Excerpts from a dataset
┄┄┄┄┄┄
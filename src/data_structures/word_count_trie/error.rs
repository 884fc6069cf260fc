// Copyright (c) 2025 Wordtally Authors
//
// Licensed under dual license:
// - MIT License (LICENSE-MIT or https://opensource.org/licenses/MIT)
// - Apache License, Version 2.0 (LICENSE-APACHE or https://www.apache.org/licenses/LICENSE-2.0)

//! Error types for the word count trie.

/// Errors that can occur in word count trie operations.
///
/// A word that is simply absent is not an error: lookups report it through
/// `false` or the `-1` sentinel.
#[derive(Debug, Clone, PartialEq, Eq, thiserror::Error)]
pub enum WordCountTrieError {
    /// Error when an empty word is provided.
    #[error("Empty word not allowed")]
    EmptyWord,

    /// Error when a word's count cannot be incremented any further.
    #[error("Count for word '{0}' would overflow")]
    CountOverflow(String),
}

/// Result type for word count trie operations.
pub type WordCountTrieResult<T> = Result<T, WordCountTrieError>;
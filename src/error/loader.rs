//! Loader error module.
//!
//! Errors raised while reading source text and stop-word lists.

use std::path::PathBuf;
use thiserror::Error;

use crate::data_structures::word_count_trie::WordCountTrieError;

/// Errors that can occur while loading words into a counter.
#[derive(Error, Debug)]
pub enum LoaderError {
    /// Error when the source text file does not exist.
    #[error("Source file not found: {0}")]
    SourceNotFound(PathBuf),

    /// Error when the stop-word list does not exist.
    #[error("Stop-word list not found: {0}")]
    StopWordsNotFound(PathBuf),

    /// Error when a file exists but cannot be read.
    #[error("Failed to read {path}: {source}")]
    Read {
        /// The file that could not be read
        path: PathBuf,
        /// The underlying IO error
        #[source]
        source: std::io::Error,
    },

    /// Error when the counter rejects a token.
    #[error("Failed to count token: {0}")]
    Sink(#[from] WordCountTrieError),
}

impl LoaderError {
    /// Maps an IO error on `path` to the matching loader error.
    ///
    /// `not_found` builds the variant used when the file is missing.
    pub(crate) fn from_io(
        path: PathBuf,
        source: std::io::Error,
        not_found: fn(PathBuf) -> LoaderError,
    ) -> Self {
        if source.kind() == std::io::ErrorKind::NotFound {
            not_found(path)
        } else {
            LoaderError::Read { path, source }
        }
    }
}
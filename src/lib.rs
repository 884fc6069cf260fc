//! Wordtally Library
//!
//! Counts word occurrences in a character trie and reports them by frequency.
//! The library is used by the `wordtally` binary, but can also be used as a
//! dependency by other projects.
//!
//! # Architecture
//!
//! - [`data_structures::word_count_trie`] holds the counts and answers lookups
//! - [`text`] turns raw text into clean tokens and feeds a [`data_structures::WordSink`]
//! - [`report`] truncates and renders the sorted listing as text, JSON or HTML
//! - [`config`] and [`error`] carry the ambient settings and error types

pub mod config;
pub mod data_structures;
pub mod error;
pub mod report;
pub mod text;

// Internal modules that are not part of the public API
#[cfg(test)]
pub(crate) mod tests;
// Copyright (c) 2025 Wordtally Authors
//
// Licensed under dual license:
// - MIT License (LICENSE-MIT or https://opensource.org/licenses/MIT)
// - Apache License, Version 2.0 (LICENSE-APACHE or https://www.apache.org/licenses/LICENSE-2.0)

//! Word Count Trie Implementation
//!
//! A character trie that maps words to occurrence counts. Words sharing a
//! prefix share the nodes of that prefix, and a node counts as a stored word
//! only while its count is greater than zero.
//!
//! # Example
//!
//! ```
//! use wordtally_lib::data_structures::word_count_trie::WordCountTrie;
//!
//! let mut trie = WordCountTrie::new();
//! trie.increment_or_insert("the").unwrap();
//! trie.increment_or_insert("the").unwrap();
//! trie.increment_or_insert("then").unwrap();
//!
//! assert_eq!(trie.get_count("the").unwrap(), 2);
//! assert_eq!(trie.get_count("th").unwrap(), -1);
//! assert_eq!(trie.count_nodes(), 5);
//! ```

mod error;
mod node;
mod shared;

#[cfg(test)]
mod tests;

use std::cmp::Reverse;
use std::fmt::{Display, Formatter};

use serde::{Deserialize, Serialize};

pub use error::{WordCountTrieError, WordCountTrieResult};
pub use node::TrieNode;
pub use shared::SharedWordCountTrie;

/// Value returned by [`WordCountTrie::get_count`] for a word that is not stored.
pub const NOT_FOUND: i64 = -1;

/// A word together with its occurrence count.
#[derive(Debug, Clone, PartialEq, Eq, Hash, Serialize, Deserialize)]
pub struct WordCount {
    /// The stored word
    pub word: String,

    /// How many times the word was inserted
    pub count: u64,
}

impl WordCount {
    /// Creates a new word count pair.
    pub fn new<W: Into<String>>(word: W, count: u64) -> Self {
        Self {
            word: word.into(),
            count,
        }
    }
}

impl Display for WordCount {
    fn fmt(&self, f: &mut Formatter<'_>) -> std::fmt::Result {
        write!(f, "{}:{}", self.word, self.count)
    }
}

/// Anything that accepts already-clean word tokens one at a time.
///
/// Loaders only ever talk to a counter through this trait.
#[cfg_attr(test, mockall::automock)]
pub trait WordSink {
    /// Records one occurrence of `word`.
    fn increment(&mut self, word: &str) -> WordCountTrieResult<()>;
}

/// Word frequency trie.
///
/// The root is allocated eagerly, so an empty trie has exactly one node.
/// Nodes are created lazily, are never removed, and counts only grow.
#[derive(Debug, Clone, Default)]
pub struct WordCountTrie {
    /// Sentinel root node
    root: TrieNode,
}

impl WordCountTrie {
    /// Creates a new empty `WordCountTrie`.
    pub fn new() -> Self {
        Self {
            root: TrieNode::root(),
        }
    }

    /// Adds one occurrence of `word`, creating any missing nodes on its path.
    ///
    /// # Arguments
    ///
    /// * `word` - The word to count. Must not be empty.
    ///
    /// # Returns
    ///
    /// * `Ok(u64)` - The word's count after the increment.
    /// * `Err(WordCountTrieError)` - If the word is empty or its count would overflow.
    pub fn increment_or_insert<W>(&mut self, word: W) -> WordCountTrieResult<u64>
    where
        W: AsRef<str>,
    {
        let word = word.as_ref();
        if word.is_empty() {
            return Err(WordCountTrieError::EmptyWord);
        }

        let mut node = &mut self.root;
        let mut created = 0usize;
        for c in word.chars() {
            let (child, is_new) = node.child_or_insert(c);
            created += usize::from(is_new);
            node = child;
        }

        node.count = node
            .count
            .checked_add(1)
            .ok_or_else(|| WordCountTrieError::CountOverflow(word.to_string()))?;

        tracing::trace!(word, count = node.count, created, "Incremented word");
        Ok(node.count)
    }

    /// Checks whether `word` is stored with a count greater than zero.
    ///
    /// A word whose path only exists as the prefix of a longer word is not
    /// contained.
    pub fn contains<W>(&self, word: W) -> WordCountTrieResult<bool>
    where
        W: AsRef<str>,
    {
        let word = word.as_ref();
        if word.is_empty() {
            return Err(WordCountTrieError::EmptyWord);
        }

        Ok(self.node_for(word).is_some_and(|node| node.is_terminal()))
    }

    /// Returns the count of `word`, or [`NOT_FOUND`] (`-1`) if it is not stored.
    ///
    /// # Arguments
    ///
    /// * `word` - The word to look up. Must not be empty.
    ///
    /// # Returns
    ///
    /// * `Ok(i64)` - The count, or `-1` when the path is missing or ends at a zero count.
    ///   Counts above `i64::MAX` saturate; use [`WordCountTrie::count_of`] for the exact value.
    /// * `Err(WordCountTrieError)` - If the word is empty.
    pub fn get_count<W>(&self, word: W) -> WordCountTrieResult<i64>
    where
        W: AsRef<str>,
    {
        let word = word.as_ref();
        if word.is_empty() {
            return Err(WordCountTrieError::EmptyWord);
        }

        Ok(Self::count_from(&self.root, word))
    }

    /// Returns the count of `word` as an `Option`, `None` when it is not stored.
    pub fn count_of<W>(&self, word: W) -> WordCountTrieResult<Option<u64>>
    where
        W: AsRef<str>,
    {
        let word = word.as_ref();
        if word.is_empty() {
            return Err(WordCountTrieError::EmptyWord);
        }

        Ok(self
            .node_for(word)
            .filter(|node| node.is_terminal())
            .map(|node| node.count))
    }

    /// Walks to the node spelling `word`, if that path exists.
    fn node_for(&self, word: &str) -> Option<&TrieNode> {
        word.chars().try_fold(&self.root, |node, c| node.child(c))
    }

    /// Consumes one character of `word` per call. `word` is never empty here.
    fn count_from(node: &TrieNode, word: &str) -> i64 {
        let mut chars = word.chars();
        let first = match chars.next() {
            Some(c) => c,
            None => return NOT_FOUND,
        };

        let child = match node.child(first) {
            Some(child) => child,
            None => return NOT_FOUND,
        };

        let rest = chars.as_str();
        if rest.is_empty() {
            if child.is_terminal() {
                i64::try_from(child.count).unwrap_or(i64::MAX)
            } else {
                NOT_FOUND
            }
        } else {
            Self::count_from(child, rest)
        }
    }

    /// Lists every stored word, sorted by descending count.
    ///
    /// Words are first collected depth-first, visiting siblings in the order
    /// they were created. The sort is stable, so equal counts keep that
    /// traversal order.
    pub fn list_by_descending_count(&self) -> Vec<WordCount> {
        let mut words = Vec::new();
        let mut prefix = String::new();
        Self::collect_words(&self.root, &mut prefix, &mut words);

        words.sort_by_key(|w| Reverse(w.count));
        words
    }

    /// Appends every terminal descendant of `node` to `out`.
    fn collect_words(node: &TrieNode, prefix: &mut String, out: &mut Vec<WordCount>) {
        for child in &node.children {
            prefix.push(child.character);
            if child.is_terminal() {
                out.push(WordCount::new(prefix.as_str(), child.count));
            }
            Self::collect_words(child, prefix, out);
            prefix.pop();
        }
    }

    /// Counts the root and every descendant node, including zero-count ones.
    pub fn count_nodes(&self) -> usize {
        Self::count_nodes_from(&self.root)
    }

    fn count_nodes_from(node: &TrieNode) -> usize {
        1 + node
            .children
            .iter()
            .map(Self::count_nodes_from)
            .sum::<usize>()
    }

    /// Returns the number of distinct stored words.
    ///
    /// This requires traversing the entire trie, so it's an O(n) operation.
    pub fn len(&self) -> usize {
        Self::count_terminals(&self.root)
    }

    fn count_terminals(node: &TrieNode) -> usize {
        let own = usize::from(node.is_terminal());
        own + node
            .children
            .iter()
            .map(Self::count_terminals)
            .sum::<usize>()
    }

    /// Checks whether no word has been stored yet.
    pub fn is_empty(&self) -> bool {
        self.root.children.is_empty()
    }

    /// Returns the sum of all word counts, i.e. the number of accepted tokens.
    pub fn total_count(&self) -> u64 {
        Self::sum_counts(&self.root)
    }

    fn sum_counts(node: &TrieNode) -> u64 {
        node.children
            .iter()
            .fold(node.count, |acc, child| acc.saturating_add(Self::sum_counts(child)))
    }
}

impl WordSink for WordCountTrie {
    fn increment(&mut self, word: &str) -> WordCountTrieResult<()> {
        self.increment_or_insert(word).map(|_| ())
    }
}
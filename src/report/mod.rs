//! Reporting for Wordtally.
//!
//! Everything here consumes the sorted listing produced by the counter and
//! never reorders it: truncation is a prefix take.

pub mod cloud;

use std::fmt::Write as _;
use std::path::Path;

use serde::{Deserialize, Serialize};

use crate::data_structures::word_count_trie::WordCount;
use crate::error::report::ReportError;

/// Output format for the plain listing.
#[derive(Debug, Clone, Copy, PartialEq, Eq, Default, Serialize, Deserialize, clap::ValueEnum)]
#[serde(rename_all = "lowercase")]
pub enum ReportFormat {
    /// One `word:count` per line
    #[default]
    Plain,
    /// A JSON array of `{ "word", "count" }` objects
    Json,
}

/// Keeps the first `limit` entries, or all of them when `limit` is `None`
/// or larger than the list.
pub fn top_words(mut entries: Vec<WordCount>, limit: Option<usize>) -> Vec<WordCount> {
    if let Some(limit) = limit {
        entries.truncate(limit);
    }
    entries
}

/// Renders one `word:count` line per entry.
pub fn render_plain(entries: &[WordCount]) -> String {
    let mut out = String::new();
    for entry in entries {
        // Writing to a String cannot fail.
        let _ = writeln!(out, "{entry}");
    }
    out
}

/// Renders the entries as a pretty-printed JSON array.
pub fn render_json(entries: &[WordCount]) -> Result<String, ReportError> {
    Ok(serde_json::to_string_pretty(entries)?)
}

/// Renders the entries in the requested format.
pub fn render(entries: &[WordCount], format: ReportFormat) -> Result<String, ReportError> {
    match format {
        ReportFormat::Plain => Ok(render_plain(entries)),
        ReportFormat::Json => render_json(entries),
    }
}

/// Writes a rendered report to `path`, replacing any existing file.
pub fn write_report<P: AsRef<Path>>(path: P, contents: &str) -> Result<(), ReportError> {
    let path = path.as_ref();
    std::fs::write(path, contents).map_err(|source| ReportError::OutputNotWritable {
        path: path.to_path_buf(),
        source,
    })?;

    tracing::info!(path = %path.display(), bytes = contents.len(), "Report written");
    Ok(())
}
// Copyright (c) 2025 Wordtally Authors
//
// Licensed under dual license:
// - MIT License (LICENSE-MIT or https://opensource.org/licenses/MIT)
// - Apache License, Version 2.0 (LICENSE-APACHE or https://www.apache.org/licenses/LICENSE-2.0)

//! Thread-shareable handle around a [`WordCountTrie`].
//!
//! Node creation and the count increment are separate steps, so every call,
//! reads included, takes the same exclusive lock over the whole trie.

use std::sync::Arc;

use parking_lot::Mutex;

use super::{WordCount, WordCountTrie, WordCountTrieResult, WordSink};

/// A cloneable handle to one trie guarded by a single mutex.
#[derive(Debug, Clone, Default)]
pub struct SharedWordCountTrie {
    inner: Arc<Mutex<WordCountTrie>>,
}

impl SharedWordCountTrie {
    /// Creates a handle to a new empty trie.
    pub fn new() -> Self {
        Self::from_trie(WordCountTrie::new())
    }

    /// Wraps an existing trie.
    pub fn from_trie(trie: WordCountTrie) -> Self {
        Self {
            inner: Arc::new(Mutex::new(trie)),
        }
    }

    /// See [`WordCountTrie::increment_or_insert`].
    pub fn increment_or_insert<W: AsRef<str>>(&self, word: W) -> WordCountTrieResult<u64> {
        self.inner.lock().increment_or_insert(word)
    }

    /// See [`WordCountTrie::contains`].
    pub fn contains<W: AsRef<str>>(&self, word: W) -> WordCountTrieResult<bool> {
        self.inner.lock().contains(word)
    }

    /// See [`WordCountTrie::get_count`].
    pub fn get_count<W: AsRef<str>>(&self, word: W) -> WordCountTrieResult<i64> {
        self.inner.lock().get_count(word)
    }

    /// See [`WordCountTrie::list_by_descending_count`].
    pub fn list_by_descending_count(&self) -> Vec<WordCount> {
        self.inner.lock().list_by_descending_count()
    }

    /// See [`WordCountTrie::count_nodes`].
    pub fn count_nodes(&self) -> usize {
        self.inner.lock().count_nodes()
    }

    /// Returns a copy of the trie as it is right now.
    pub fn snapshot(&self) -> WordCountTrie {
        self.inner.lock().clone()
    }
}

impl WordSink for SharedWordCountTrie {
    fn increment(&mut self, word: &str) -> WordCountTrieResult<()> {
        self.increment_or_insert(word).map(|_| ())
    }
}
// Copyright (c) 2025 Wordtally Authors
//
// Licensed under dual license:
// - MIT License (LICENSE-MIT or https://opensource.org/licenses/MIT)
// - Apache License, Version 2.0 (LICENSE-APACHE or https://www.apache.org/licenses/LICENSE-2.0)

//! Node implementation for the word count trie.
//!
//! Every node owns its children directly, so the whole tree is dropped with
//! its root and no node is ever reachable from two parents.

/// Character stored in the root node. It is never compared against input.
pub(crate) const ROOT_SENTINEL: char = '\0';

/// A node in the word count trie.
///
/// `count == 0` marks a node that only lies on the path of longer words.
#[derive(Debug, Clone, PartialEq, Eq)]
pub struct TrieNode {
    /// Character this node represents on the path from the root
    pub character: char,

    /// Number of times the word ending here was inserted
    pub count: u64,

    /// Children in the order they were first created
    pub children: Vec<TrieNode>,
}

impl TrieNode {
    /// Creates a node for `character` with a zero count and no children.
    pub fn new(character: char) -> Self {
        Self {
            character,
            count: 0,
            children: Vec::new(),
        }
    }

    /// Creates the sentinel root node.
    pub fn root() -> Self {
        Self::new(ROOT_SENTINEL)
    }

    /// Whether a stored word ends at this node.
    pub fn is_terminal(&self) -> bool {
        self.count > 0
    }

    /// Returns the child for `character`, if one exists.
    pub fn child(&self, character: char) -> Option<&TrieNode> {
        self.children.iter().find(|child| child.character == character)
    }

    /// Returns the child for `character`, appending a new one when missing.
    ///
    /// The boolean is `true` when the child had to be created.
    pub fn child_or_insert(&mut self, character: char) -> (&mut TrieNode, bool) {
        let existing = self
            .children
            .iter()
            .position(|child| child.character == character);

        match existing {
            Some(index) => (&mut self.children[index], false),
            None => {
                self.children.push(TrieNode::new(character));
                let last = self.children.len() - 1;
                (&mut self.children[last], true)
            }
        }
    }
}

impl Default for TrieNode {
    fn default() -> Self {
        Self::root()
    }
}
┄┄┄┄┄┄
**TASK DIRECTIONS**:
Please show the lines in the entries above that hold the string "Formatter".

**SOLUTION BELOW**:
use std::fmt::{Display, Formatter};
    fn fmt(&self, f: &mut Formatter<'_>) -> std::fmt::Result {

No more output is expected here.